Understand how different customer groups of users or cohorts behave for a retail dataset, and see their engagement with the business overtime.

About the dataset:

This is a transnational data set which contains all the transactions occurring between 01/12/2010 and 09/12/2011 for a UK-based and registered non-store online retail.

Downloaded from here

Variable Name	Role	Type	Units	Missing Values	Description
InvoiceNo	ID	Categorical		no	a 6-digit integral number uniquely assigned to each transaction.

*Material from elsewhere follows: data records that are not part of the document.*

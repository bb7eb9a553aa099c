//! An editing session: one canonical document, its two surfaces, and export.

use std::time::Duration;

use chrono::{DateTime, Utc};
use serde::Serialize;
use tokio::time::Instant;
use tracing::info;
use uuid::Uuid;

use crate::layout::{ExportError, ExportedDocument, PaginationEngine};
use crate::sync::bridge::{Direction, SyncConfig};
use crate::sync::controller::{
    AuthorityMode, EditOrigin, EditOutcome, SourceOfTruthController, SyncError,
};
use crate::sync::document::{SurfaceId, SurfaceState};

/// Seed used when a session is opened without a document.
pub const WELCOME_NOTE: &str = "# Welcome to Scribe\nReady for your handwritten notes!";

/// Export result tagged with the canonical revision it was produced from.
#[derive(Debug, Clone, Serialize)]
pub struct SessionExport {
    pub revision: u64,
    #[serde(flatten)]
    pub document: ExportedDocument,
}

/// Read-only view of a session for the persistence collaborator and clients.
#[derive(Debug, Clone, Serialize)]
pub struct SessionSnapshot {
    pub id: Uuid,
    pub canonical: String,
    pub revision: u64,
    pub mode: AuthorityMode,
    pub rich: SurfaceState,
    pub raw: SurfaceState,
    pub pending: Vec<Direction>,
    pub created_at: DateTime<Utc>,
}

pub struct EditorSession {
    id: Uuid,
    created_at: DateTime<Utc>,
    /// Last open, close, edit or export.
    last_touched: Instant,
    controller: SourceOfTruthController,
}

impl EditorSession {
    pub fn new(seed: Option<&str>, config: SyncConfig) -> Self {
        let id = Uuid::new_v4();
        let seed = seed.unwrap_or(WELCOME_NOTE);
        info!(session = %id, bytes = seed.len(), "Editing session opened");
        Self {
            id,
            created_at: Utc::now(),
            last_touched: Instant::now(),
            controller: SourceOfTruthController::new(seed, config),
        }
    }

    pub fn id(&self) -> Uuid {
        self.id
    }

    pub fn controller(&self) -> &SourceOfTruthController {
        &self.controller
    }

    pub fn canonical_text(&self) -> &str {
        self.controller.state().document.text()
    }

    pub fn revision(&self) -> u64 {
        self.controller.state().document.revision()
    }

    /// How long the session has gone without a client interaction.
    pub fn idle_for(&self, now: Instant) -> Duration {
        now.saturating_duration_since(self.last_touched)
    }

    pub fn open_surface(&mut self, surface: SurfaceId) {
        self.last_touched = Instant::now();
        self.controller.on_surface_opened(surface);
    }

    pub fn close_surface(&mut self, surface: SurfaceId) {
        self.last_touched = Instant::now();
        self.controller.on_surface_closed(surface);
    }

    /// Records a user edit at the current instant.
    pub fn user_edit(
        &mut self,
        surface: SurfaceId,
        text: String,
    ) -> Result<EditOutcome, SyncError> {
        let now = Instant::now();
        self.last_touched = now;
        self.controller.on_edit(surface, text, EditOrigin::User, now)
    }

    /// Commits whatever is still pending, ahead of the session being dropped.
    pub fn flush(&mut self) {
        self.controller.flush_all();
    }

    pub fn fire_due(&mut self, now: Instant) -> usize {
        self.controller.fire_due(now)
    }

    /// Sleeps through every pending debounce window until nothing is scheduled.
    pub async fn settle(&mut self) {
        while let Some(deadline) = self.controller.next_deadline() {
            tokio::time::sleep_until(deadline).await;
            self.controller.fire_due(Instant::now());
        }
    }

    /// Flushes pending propagations, then paginates the canonical document.
    pub fn export(
        &mut self,
        engine: &PaginationEngine,
        at: DateTime<Utc>,
    ) -> Result<SessionExport, ExportError> {
        self.last_touched = Instant::now();
        self.controller.flush_all();
        let revision = self.revision();
        let document = engine.export(self.canonical_text(), at)?;
        info!(session = %self.id, revision, pages = document.pages.len(), "Session exported");
        Ok(SessionExport { revision, document })
    }

    pub fn snapshot(&self) -> SessionSnapshot {
        let state = self.controller.state();
        SessionSnapshot {
            id: self.id,
            canonical: state.document.text().to_string(),
            revision: state.document.revision(),
            mode: self.controller.mode(),
            rich: state.rich.clone(),
            raw: state.raw.clone(),
            pending: self.controller.bridge().pending_directions(),
            created_at: self.created_at,
        }
    }
}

If this code starts with letter 'c', it indicates a cancellation
StockCode	ID	Categorical		no	a 5-digit integral number uniquely assigned to each distinct product
Description	Feature	Categorical		no	product name
Quantity	Feature	Integer		no	the quantities of each product (item) per transaction
InvoiceDate	Feature	Date		no	the day and time when each transaction was generated
UnitPrice	Feature	Continuous	sterling	no	product price per unit
CustomerID	Feature	Categorical		no	a 5-digit integral number uniquely assigned to each customer
Country	Feature	Categorical		no	the name of the country where each customer resides

Importing the dataset into a Database with SSIS:

In this process I used SSIS tool which is a powerful ETL tool, designed to handle a large data migration tasks, and can be used to automate dataflows easily.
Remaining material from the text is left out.